::: PROVIDED DATA

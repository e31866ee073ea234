//! Boundary passthrough: adopt the TTS engine's provisional per-token
//! boundaries directly. Cheapest backend; only used when the provisional
//! table is reliable (see [`PassthroughAligner::eligible`]).

use std::collections::HashMap;
use std::path::Path;

use crate::book::{AudioArtifact, TokenTable, TokenTiming};
use crate::error::{Error, Result};
use crate::util::CancelFlag;

use super::{AlignBackend, RawAlignment};

pub struct PassthroughAligner;

impl PassthroughAligner {
    /// Provisional timing is trusted when it covers at least `min_coverage`
    /// of the tokens with monotone, non-overlapping intervals.
    pub fn eligible(artifact: &AudioArtifact, tokens: &TokenTable, min_coverage: f64) -> bool {
        let Some(timing) = &artifact.provisional_timing else {
            return false;
        };
        let by_id: HashMap<&str, &TokenTiming> =
            timing.iter().map(|t| (t.token_id.as_str(), t)).collect();

        let mut covered = 0usize;
        let mut last_end = f64::NEG_INFINITY;
        for token in tokens {
            if let Some(t) = by_id.get(token.id.as_str()) {
                if t.begin >= t.end || t.begin < last_end {
                    return false;
                }
                last_end = t.end;
                covered += 1;
            }
        }
        covered as f64 >= min_coverage * tokens.len() as f64
    }
}

impl AlignBackend for PassthroughAligner {
    fn name(&self) -> &'static str {
        "passthrough"
    }

    fn align(
        &self,
        _audio: &Path,
        artifact: &AudioArtifact,
        tokens: &TokenTable,
        cancel: &CancelFlag,
    ) -> Result<RawAlignment> {
        cancel.checkpoint()?;
        let timing = artifact
            .provisional_timing
            .as_ref()
            .ok_or_else(|| Error::Invariant("passthrough without provisional timing".into()))?;
        let by_id: HashMap<&str, &TokenTiming> =
            timing.iter().map(|t| (t.token_id.as_str(), t)).collect();

        let candidates = tokens
            .iter()
            .map(|token| match by_id.get(token.id.as_str()) {
                Some(t) => vec![(t.begin, t.end)],
                None => Vec::new(),
            })
            .collect();
        Ok(RawAlignment { candidates })
    }
}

::::::

The expected output is the complete listing, word for word.

repository e31866ee073ea234
//! Boundary passthrough: adopt the TTS engine's provisional per-token
//! boundaries directly. Cheapest backend; only used when the provisional
//! table is reliable (see [`PassthroughAligner::eligible`]).

use std::collections::HashMap;
use std::path::Path;

use crate::book::{AudioArtifact, TokenTable, TokenTiming};
use crate::error::{Error, Result};
use crate::util::CancelFlag;

use super::{AlignBackend, RawAlignment};

pub struct PassthroughAligner;

impl PassthroughAligner {
    /// Provisional timing is trusted when it covers at least `min_coverage`
    /// of the tokens with monotone, non-overlapping intervals.
    pub fn eligible(artifact: &AudioArtifact, tokens: &TokenTable, min_coverage: f64) -> bool {
        let Some(timing) = &artifact.provisional_timing else {
            return false;
        };
        let by_id: HashMap<&str, &TokenTiming> =
            timing.iter().map(|t| (t.token_id.as_str(), t)).collect();

        let mut covered = 0usize;
        let mut last_end = f64::NEG_INFINITY;
        for token in tokens {
            if let Some(t) = by_id.get(token.id.as_str()) {
                if t.begin >= t.end || t.begin < last_end {
                    return false;
                }
                last_end = t.end;
                covered += 1;
            }
        }
        covered as f64 >= min_coverage * tokens.len() as f64
    }
}

impl AlignBackend for PassthroughAligner {
    fn name(&self) -> &'static str {
        "passthrough"
    }

    fn align(
        &self,
        _audio: &Path,
        artifact: &AudioArtifact,
        tokens: &TokenTable,
        cancel: &CancelFlag,
    ) -> Result<RawAlignment> {
        cancel.checkpoint()?;
        let timing = artifact
            .provisional_timing
            .as_ref()
            .ok_or_else(|| Error::Invariant("passthrough without provisional timing".into()))?;
        let by_id: HashMap<&str, &TokenTiming> =
            timing.iter().map(|t| (t.token_id.as_str(), t)).collect();

        let candidates = tokens
            .iter()
            .map(|token| match by_id.get(token.id.as_str()) {
                Some(t) => vec![(t.begin, t.end)],
                None => Vec::new(),
            })
            .collect();
        Ok(RawAlignment { candidates })
    }
}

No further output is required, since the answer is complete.